I just noticed this pattern:

uninformativ.de 201.218.xxx.xxx - - [22/Nov/2025:06:53:27 +0100] "GET /projects/lariza/multipass/xiate/padme/gophcatch HTTP/1.1" 301 0 "" "Mozilla/5.0 (Windows NT 10.0; Win64; x64) AppleWebKit/537.36 (KHTML, like Gecko) Chrome/112.0.0.0 Safari/537.36"
www.uninformativ.de 103.10.xxx.xxx  - - [22/Nov/2025:06:53:28 +0100] "GET http://uninformativ.de/projects/lariza/multipass/xiate/padme/gophcatch HTTP/1.1" 400 0 "" "Mozilla/5.0 (Windows NT 10.0; Win64; x64) AppleWebKit/537.36 (KHTML, like Gecko) Chrome/112.0.0.0 Safari/537.36"

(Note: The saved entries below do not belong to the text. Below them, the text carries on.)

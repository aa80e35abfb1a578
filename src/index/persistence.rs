//! # Composite Index Persistence
//!
//! Snapshot and write-ahead-log encoding for the composite index. Three
//! files per table:
//!
//! - `<table>_cidx.meta`: one ASCII line of comma-separated zero-based
//!   column indices in key order;
//! - `<table>_cidx.bin`: full snapshot of the index map;
//! - `<table>_cidx.wal`: append-only log, one record per index insert.
//!
//! ## Record Format (snapshot and WAL, little-endian)
//!
//! ```text
//! u32   key_len
//! bytes key
//! u32   value_count
//! repeated value_count times:
//!   u32   field_len
//!   bytes field
//! ```
//!
//! Replay is last-write-wins: records upsert into the map in file order,
//! so a WAL entry written after the snapshot supersedes it. A truncated
//! tail (torn final write) ends the replay cleanly; complete records read
//! so far are kept.

use std::fs::{self, OpenOptions};
use std::io::Write;
use std::path::Path;

use eyre::{Result, WrapErr};
use zerocopy::little_endian::U32;
use zerocopy::{FromBytes, IntoBytes};

const WORD: usize = size_of::<u32>();

/// Writes the meta file: comma-separated column indices, single line.
pub fn write_meta(path: &Path, columns: &[usize]) -> Result<()> {
    let line = columns
        .iter()
        .map(ToString::to_string)
        .collect::<Vec<_>>()
        .join(",");
    fs::write(path, line)
        .wrap_err_with(|| format!("failed to write index meta '{}'", path.display()))
}

/// Reads the meta file back into column indices.
pub fn read_meta(path: &Path) -> Result<Vec<usize>> {
    let text = fs::read_to_string(path)
        .wrap_err_with(|| format!("failed to read index meta '{}'", path.display()))?;
    let line = text.lines().next().unwrap_or("");

    let mut columns = Vec::new();
    for token in line.split(',') {
        if token.is_empty() {
            continue;
        }
        let col = token
            .parse::<usize>()
            .wrap_err_with(|| format!("bad column index '{token}' in '{}'", path.display()))?;
        columns.push(col);
    }
    Ok(columns)
}

fn encode_record(buf: &mut Vec<u8>, key: &str, values: &[String]) {
    buf.extend_from_slice(U32::new(key.len() as u32).as_bytes());
    buf.extend_from_slice(key.as_bytes());
    buf.extend_from_slice(U32::new(values.len() as u32).as_bytes());
    for value in values {
        buf.extend_from_slice(U32::new(value.len() as u32).as_bytes());
        buf.extend_from_slice(value.as_bytes());
    }
}

/// Truncate-writes a full snapshot of the index entries.
pub fn write_snapshot<'a>(
    path: &Path,
    entries: impl Iterator<Item = (&'a String, &'a Vec<String>)>,
) -> Result<()> {
    let mut buf = Vec::new();
    for (key, values) in entries {
        encode_record(&mut buf, key, values);
    }
    fs::write(path, buf)
        .wrap_err_with(|| format!("failed to write index snapshot '{}'", path.display()))
}

/// Appends one record to the WAL and syncs it, matching the synchronous
/// durability of regular page writes.
pub fn append_wal(path: &Path, key: &str, values: &[String]) -> Result<()> {
    let mut buf = Vec::new();
    encode_record(&mut buf, key, values);

    let mut file = OpenOptions::new()
        .create(true)
        .append(true)
        .open(path)
        .wrap_err_with(|| format!("failed to open index WAL '{}'", path.display()))?;
    file.write_all(&buf)
        .wrap_err_with(|| format!("failed to append to index WAL '{}'", path.display()))?;
    file.sync_data()
        .wrap_err_with(|| format!("failed to sync index WAL '{}'", path.display()))?;
    Ok(())
}

/// Reads every complete record from a snapshot or WAL file, in file
/// order. Stops at a truncated tail; records with zero values are
/// dropped.
pub fn read_entries(path: &Path) -> Result<Vec<(String, Vec<String>)>> {
    let data = fs::read(path)
        .wrap_err_with(|| format!("failed to read index file '{}'", path.display()))?;

    let mut out = Vec::new();
    let mut pos = 0;
    while pos < data.len() {
        let Some(key) = read_chunk(&data, &mut pos) else {
            break;
        };
        let Some(count) = read_word(&data, &mut pos) else {
            break;
        };

        let mut values = Vec::with_capacity(count.min(1024) as usize);
        let mut complete = true;
        for _ in 0..count {
            match read_chunk(&data, &mut pos) {
                Some(value) => values.push(value),
                None => {
                    complete = false;
                    break;
                }
            }
        }
        if !complete {
            break;
        }
        if !values.is_empty() {
            out.push((key, values));
        }
    }
    Ok(out)
}

fn read_word(data: &[u8], pos: &mut usize) -> Option<u32> {
    let end = pos.checked_add(WORD)?;
    if end > data.len() {
        return None;
    }
    let word = U32::read_from_bytes(&data[*pos..end]).ok()?;
    *pos = end;
    Some(word.get())
}

fn read_chunk(data: &[u8], pos: &mut usize) -> Option<String> {
    let len = read_word(data, pos)? as usize;
    let end = pos.checked_add(len)?;
    if end > data.len() {
        return None;
    }
    let text = String::from_utf8(data[*pos..end].to_vec()).ok()?;
    *pos = end;
    Some(text)
}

Let me add some spaces to make it more clear:

    uninformativ.de 201.218.xxx.xxx - - [22/Nov/2025:06:53:27 +0100] "GET                       /projects/lariza/multipass/xiate/padme/gophcatch HTTP/1.1" 301 0 "" "Mozilla/5.0 (Windows NT 10.0; Win64; x64) AppleWebKit/537.36 (KHTML, like Gecko) Chrome/112.0.0.0 Safari/537.36"
www.uninformativ.de 103.10.xxx.xxx  - - [22/Nov/2025:06:53:28 +0100] "GET http://uninformativ.de/projects/lariza/multipass/xiate/padme/gophcatch HTTP/1.1" 400 0 "" "Mozilla/5.0 (Windows NT 10.0; Win64; x64) AppleWebKit/537.36 (KHTML, like Gecko) Chrome/112.0.0.0 Safari/537.36"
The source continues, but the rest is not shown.